(Dataset excerpts)
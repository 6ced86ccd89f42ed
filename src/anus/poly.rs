//! Fixed-point polynomial evaluation via Horner's scheme.

use crate::dynfixed::DynFixed;
use crate::policy::PolicyBundle;

/// A degree-`N-1` polynomial, coefficients ordered low-to-high degree
/// (`coeffs[0]` is the constant term).
#[derive(Debug, Clone, Copy)]
pub struct Poly<const N: usize> {
    coeffs: [DynFixed; N],
}

impl<const N: usize> Poly<N> {
    /// Builds a polynomial from its coefficients, low-to-high degree.
    ///
    /// # Panics
    /// Panics if `N == 0`: a polynomial needs at least a constant term.
    #[must_use]
    pub const fn new(coeffs: [DynFixed; N]) -> Self {
        assert!(N > 0, "Poly requires at least a constant term");
        Self { coeffs }
    }

    /// Evaluates the polynomial at `x` via Horner's scheme:
    /// `((c_{n-1}*x + c_{n-2})*x + ... )*x + c_0`.
    #[must_use]
    pub fn eval(&self, x: DynFixed, mul_bundle: &PolicyBundle, add_bundle: &PolicyBundle) -> DynFixed {
        let mut acc = self.coeffs[N - 1];
        for coeff in self.coeffs[..N - 1].iter().rev() {
            acc = acc.mul(x, mul_bundle).add(*coeff, add_bundle);
        }
        acc
    }
}
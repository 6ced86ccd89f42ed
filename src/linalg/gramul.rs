//! `Qgramul`: Gram-matrix products `A^T*A` and `A*A^T`.
//!
//! The result is always symmetric, so the diagonal and off-diagonal
//! entries are allowed to accumulate under distinct policy bundles — e.g. a
//! datapath might keep full precision on the diagonal (used for pivoting)
//! while saturating the off-diagonal entries to a narrower storage format.

use crate::format::DynFormat;
use crate::matrix::Matrix;
use crate::policy::GramulArgs;
use crate::reduce::qreduce;

/// Computes `A^T * A` for `a: Matrix<K, N>`, producing a symmetric
/// `Matrix<N, N>`.
#[must_use]
pub fn qgramul_ata<const K: usize, const N: usize>(
    a: &Matrix<K, N>,
    out_format: DynFormat,
    args: &GramulArgs,
) -> Matrix<N, N> {
    Matrix::from_fn(out_format, |r, c| {
        let (mul_bundle, add_bundle) = if r == c {
            (&args.diag_mul, &args.diag_add)
        } else {
            (&args.off_mul, &args.off_add)
        };
        let terms: Vec<_> = (0..K).map(|k| a.at(k, r).mul(a.at(k, c), mul_bundle)).collect();
        qreduce(&terms, core::slice::from_ref(add_bundle)).cast_to(out_format)
    })
}

/// Computes `A * A^T` for `a: Matrix<M, K>`, producing a symmetric
/// `Matrix<M, M>`.
#[must_use]
pub fn qgramul_aat<const M: usize, const K: usize>(
    a: &Matrix<M, K>,
    out_format: DynFormat,
    args: &GramulArgs,
) -> Matrix<M, M> {
    Matrix::from_fn(out_format, |r, c| {
        let (mul_bundle, add_bundle) = if r == c {
            (&args.diag_mul, &args.diag_add)
        } else {
            (&args.off_mul, &args.off_add)
        };
        let terms: Vec<_> = (0..K).map(|k| a.at(r, k).mul(a.at(c, k), mul_bundle)).collect();
        qreduce(&terms, core::slice::from_ref(add_bundle)).cast_to(out_format)
    })
}

#[cfg(test)]
mod tests {
    #![allow(clippy::unwrap_used, clippy::expect_used)]
    use super::*;
    use crate::format::{OvfMode, RndMode};
    use crate::policy::PolicyBundle;

    fn fmt() -> DynFormat {
        DynFormat::try_new(12, 8, true, RndMode::Tcpl, OvfMode::SatTcpl).unwrap()
    }

    #[test]
    fn ata_is_symmetric() {
        let a = Matrix::<3, 2>::from_reals(fmt(), [[1.0, 2.0], [3.0, 4.0], [5.0, 6.0]]);
        let out = qgramul_ata(&a, fmt(), &GramulArgs::default());
        assert!((out.at(0, 1).to_f64() - out.at(1, 0).to_f64()).abs() < 1e-3);
    }

    #[test]
    fn ata_diagonal_matches_column_norms() {
        let a = Matrix::<2, 2>::from_reals(fmt(), [[3.0, 0.0], [4.0, 0.0]]);
        let out = qgramul_ata(&a, fmt(), &GramulArgs::default());
        // column 0 is (3,4), squared-norm 25
        assert!((out.at(0, 0).to_f64() - 25.0).abs() < 1e-2);
        assert!((out.at(1, 1).to_f64() - 0.0).abs() < 1e-6);
    }

    #[test]
    fn aat_is_symmetric() {
        let a = Matrix::<2, 3>::from_reals(fmt(), [[1.0, 2.0, 3.0], [4.0, 5.0, 6.0]]);
        let out = qgramul_aat(&a, fmt(), &GramulArgs::default());
        assert!((out.at(0, 1).to_f64() - out.at(1, 0).to_f64()).abs() < 1e-3);
    }

    #[test]
    fn diagonal_multiply_bundle_is_independent_of_off_diagonal() {
        // A 2x2 all-ones input: every dot product sums two equal terms, so
        // giving the diagonal multiply full precision (widened product) and
        // the off-diagonal multiply a deliberately narrow/truncating format
        // should make the two paths disagree, proving the multiply bundles
        // are genuinely separate rather than both reading `off_mul`.
        let a = Matrix::<2, 2>::from_reals(fmt(), [[1.5, 1.5], [1.5, 1.5]]);
        let args = GramulArgs {
            diag_mul: PolicyBundle::new().full_prec(),
            diag_add: PolicyBundle::new(),
            off_mul: PolicyBundle::new().int_bits(1).frac_bits(1),
            off_add: PolicyBundle::new(),
        };
        let out = qgramul_ata(&a, fmt(), &args);
        // Diagonal: 1.5*1.5 + 1.5*1.5 = 4.5, computed at full precision.
        assert!((out.at(0, 0).to_f64() - 4.5).abs() < 1e-2);
        // Off-diagonal multiply is pinned to a 1-int/1-frac-bit format, so
        // each 1.5*1.5=2.25 product saturates well below the diagonal's
        // unrounded value — if the two paths shared one multiply bundle
        // this would equal the diagonal instead of falling short of it.
        assert!(out.at(0, 1).to_f64() < 4.0);
    }
}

**Task objective:** For every line above that has "equal" in it, copy the line.

**Response for this exercise:**
        // A 2x2 all-ones input: every dot product sums two equal terms, so
        // this would equal the diagonal instead of falling short of it.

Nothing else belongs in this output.